__Task requirements__: Each line below from the one containing "Two layers, both" through the one containing "each with per-edge" should be output exactly as it stands, and no other line should appear.

__Recorded information__:
//! Overlap structure analysis: separation options and the conflict graph.
//!
//! Two layers, both pure:
//! - [`separation`] answers "how far would the owner of this overlap have to
//!   move, in each cardinal direction, to clear it" — four costed options.
//! - [`graph`] groups overlap defects into connected components and decorates
//!   each with per-edge separation options and per-node free-space envelopes,
//!   so an external planner can reason about entangled elements jointly
//!   instead of chasing pairwise fixes.
//!
//! Nothing here chooses a fix. The graph is context, not a plan.

pub mod graph;
pub mod separation;

pub use graph::build_conflict_graph;
pub use separation::separation_options;
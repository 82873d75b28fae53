//! Intermediate representation: the semantic description of a slide.
//!
//! The IR is authored (or generated) upstream and validated there; by the time
//! it reaches this crate, every element `type` is one of the five known kinds
//! and priorities are in `[0, 100]`. The engine reads only `type`, `priority`,
//! and `group` — `content`, `layout`, and `style` are carried so callers can
//! resolve hints back to IR fields without a second document.

use core_geometry::Rect;
use serde::{Deserialize, Serialize};
use serde_json::Value;

use crate::SchemaError;
use crate::dom::SlideSize;

/// Semantic element kinds. `title`, `text`, and `bullets` carry rendered text
/// ("text types"); `decoration` is exempt from pair checks entirely.
#[derive(Debug, Clone, Copy, PartialEq, Eq, Hash, Serialize, Deserialize)]
#[serde(rename_all = "lowercase")]
pub enum ElementType {
    Title,
    Text,
    Bullets,
    Image,
    Decoration,
}

impl ElementType {
    /// Member of the text-type set `{title, text, bullets}`.
    pub fn is_text(self) -> bool {
        matches!(self, Self::Title | Self::Text | Self::Bullets)
    }

    /// Body kinds for topology checks: `text` and `bullets`.
    pub fn is_body(self) -> bool {
        matches!(self, Self::Text | Self::Bullets)
    }
}

/// Intended layout of an element as authored in the IR.
#[derive(Debug, Clone, Copy, PartialEq, Serialize, Deserialize)]
pub struct IrLayout {
    pub x: f64,
    pub y: f64,
    pub w: f64,
    pub h: f64,
    #[serde(rename = "zIndex", default)]
    pub z_index: i32,
}

impl IrLayout {
    pub fn rect(&self) -> Rect {
        Rect::new(self.x, self.y, self.w, self.h)
    }
}

/// Authored style overrides. Only font metrics are named; anything else the
/// generator put there rides along untouched.
#[derive(Debug, Clone, PartialEq, Default, Serialize, Deserialize)]
pub struct IrStyle {
    #[serde(rename = "fontSize", default, skip_serializing_if = "Option::is_none")]
    pub font_size: Option<f64>,
    #[serde(rename = "lineHeight", default, skip_serializing_if = "Option::is_none")]
    pub line_height: Option<f64>,
    #[serde(flatten)]
    pub extra: serde_json::Map<String, Value>,
}

#[derive(Debug, Clone, PartialEq, Serialize, Deserialize)]
pub struct IrElement {
    pub eid: String,
    #[serde(rename = "type")]
    pub kind: ElementType,
    /// Semantic importance in `[0, 100]`; drives font tiers and overlap
    /// ownership.
    pub priority: i64,
    #[serde(default)]
    pub content: Value,
    pub layout: IrLayout,
    #[serde(default)]
    pub style: IrStyle,
    /// Elements sharing a non-empty group are intentionally co-located
    /// (e.g. text on a shape) and bypass pair checks against each other.
    #[serde(default, skip_serializing_if = "Option::is_none")]
    pub group: Option<String>,
}

impl IrElement {
    /// The group tag, treating an empty string as absent.
    pub fn group_tag(&self) -> Option<&str> {
        match self.group.as_deref() {
            Some("") | None => None,
            Some(g) => Some(g),
        }
    }
}

#[derive(Debug, Clone, PartialEq, Serialize, Deserialize)]
pub struct IrDocument {
    #[serde(default)]
    pub slide: SlideSize,
    pub elements: Vec<IrElement>,
}

impl IrDocument {
    pub fn from_json_str(s: &str) -> Result<Self, SchemaError> {
        serde_json::from_str(s).map_err(SchemaError::Ir)
    }
}
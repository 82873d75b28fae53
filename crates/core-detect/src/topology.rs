//! Title-below-body topology check.
//!
//! A slide reads top-down: every title's vertical center must sit at or above
//! the vertical center of every body element (`text`, `bullets`). A title
//! whose center falls strictly below a body center is a topology defect, the
//! strongest defect the engine reports — the fixed severity dominates any
//! pixel-denominated one so planners always address structure first.

use core_geometry::round_px;
use core_schema::{
    Defect, DefectDetails, DefectKind, ElementType, Hint, HintAction, SlideView,
};
use core_config::EngineConfig;
use tracing::debug;

/// One defect per (title, body) pair whose centers are inverted.
pub fn detect_layout_topology(view: &SlideView<'_>, cfg: &EngineConfig) -> Vec<Defect> {
    let mut defects = Vec::new();
    for title in view.elements.iter().filter(|el| el.kind() == ElementType::Title) {
        for body in view.elements.iter().filter(|el| el.kind().is_body()) {
            let title_cy = title.bbox().center_y();
            let body_cy = body.bbox().center_y();
            if title_cy <= body_cy {
                continue;
            }
            debug!(
                target: "detect.topology",
                title = title.eid(),
                body = body.eid(),
                title_cy,
                body_cy,
                "title_below_body"
            );
            let suggested_y =
                (body.bbox().y - title.bbox().h - view.safe_padding).max(0.0);
            let mut hint = Hint::new(HintAction::MoveToTop);
            hint.suggested_y = Some(round_px(suggested_y));
            hint.target_eid = Some(title.eid().to_string());
            defects.push(Defect {
                kind: DefectKind::LayoutTopology,
                severity: cfg.topology_severity,
                details: DefectDetails::Topology {
                    title_cy: round_px(title_cy),
                    body_cy: round_px(body_cy),
                },
                eid: None,
                owner_eid: Some(title.eid().to_string()),
                other_eid: Some(body.eid().to_string()),
                hint: Some(hint),
            });
        }
    }
    defects
}
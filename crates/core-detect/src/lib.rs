//! Geometric defect detectors.
//!
//! One module per defect family, each a pure function from the joined
//! [`SlideView`] (plus the engine configuration) to zero or more defects.
//! Detectors never read global state and never see each other's output; the
//! orchestrator fixes their execution order, which defines reporting order in
//! the diagnostics document.
//!
//! Shared conventions:
//! - Elements present in only one of DOM/IR never reach a detector (the join
//!   already dropped them).
//! - Pair scans run index-ordered `(i < j)` over the DOM array, which fixes
//!   every tie-break.
//! - Pixel fields in emitted defects are integers, rounded half away from
//!   zero at construction time.

pub mod bounds;
pub mod font;
pub mod overflow;
pub mod overlap;
pub mod topology;

pub use bounds::detect_out_of_bounds;
pub use font::detect_font_too_small;
pub use overflow::detect_content_overflow;
pub use overlap::detect_overlap;
pub use topology::detect_layout_topology;

#[cfg(test)]
pub(crate) mod testutil {
    //! Builders shared by the detector unit tests.

    use core_geometry::Rect;
    use core_schema::{
        ComputedStyle, DomDocument, DomElement, ElementType, IrDocument, IrElement, IrLayout,
        SlideSize,
    };
    use serde_json::Value;

    pub fn dom_el(eid: &str, x: f64, y: f64, w: f64, h: f64) -> DomElement {
        DomElement {
            eid: eid.into(),
            bbox: Rect::new(x, y, w, h),
            safe_box: None,
            content_box: None,
            z_index: 0,
            computed: ComputedStyle {
                font_size: 20.0,
                line_height: 1.2,
            },
        }
    }

    pub fn ir_el(eid: &str, kind: ElementType, priority: i64) -> IrElement {
        IrElement {
            eid: eid.into(),
            kind,
            priority,
            content: Value::Null,
            layout: IrLayout {
                x: 0.0,
                y: 0.0,
                w: 0.0,
                h: 0.0,
                z_index: 0,
            },
            style: Default::default(),
            group: None,
        }
    }

    pub fn docs(elements: Vec<(DomElement, IrElement)>) -> (DomDocument, IrDocument) {
        let (dom_els, ir_els): (Vec<_>, Vec<_>) = elements.into_iter().unzip();
        let mut dom = DomDocument {
            slide: SlideSize::default(),
            safe_padding: 8.0,
            elements: dom_els,
        };
        dom.reconcile_safe_boxes();
        let ir = IrDocument {
            slide: SlideSize::default(),
            elements: ir_els,
        };
        (dom, ir)
    }
}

__Result for this exercise__:
//! Two layers, both pure:
//! - [`separation`] answers "how far would the owner of this overlap have to
//!   move, in each cardinal direction, to clear it" — four costed options.
//! - [`graph`] groups overlap defects into connected components and decorates
//!   each with per-edge separation options and per-node free-space envelopes,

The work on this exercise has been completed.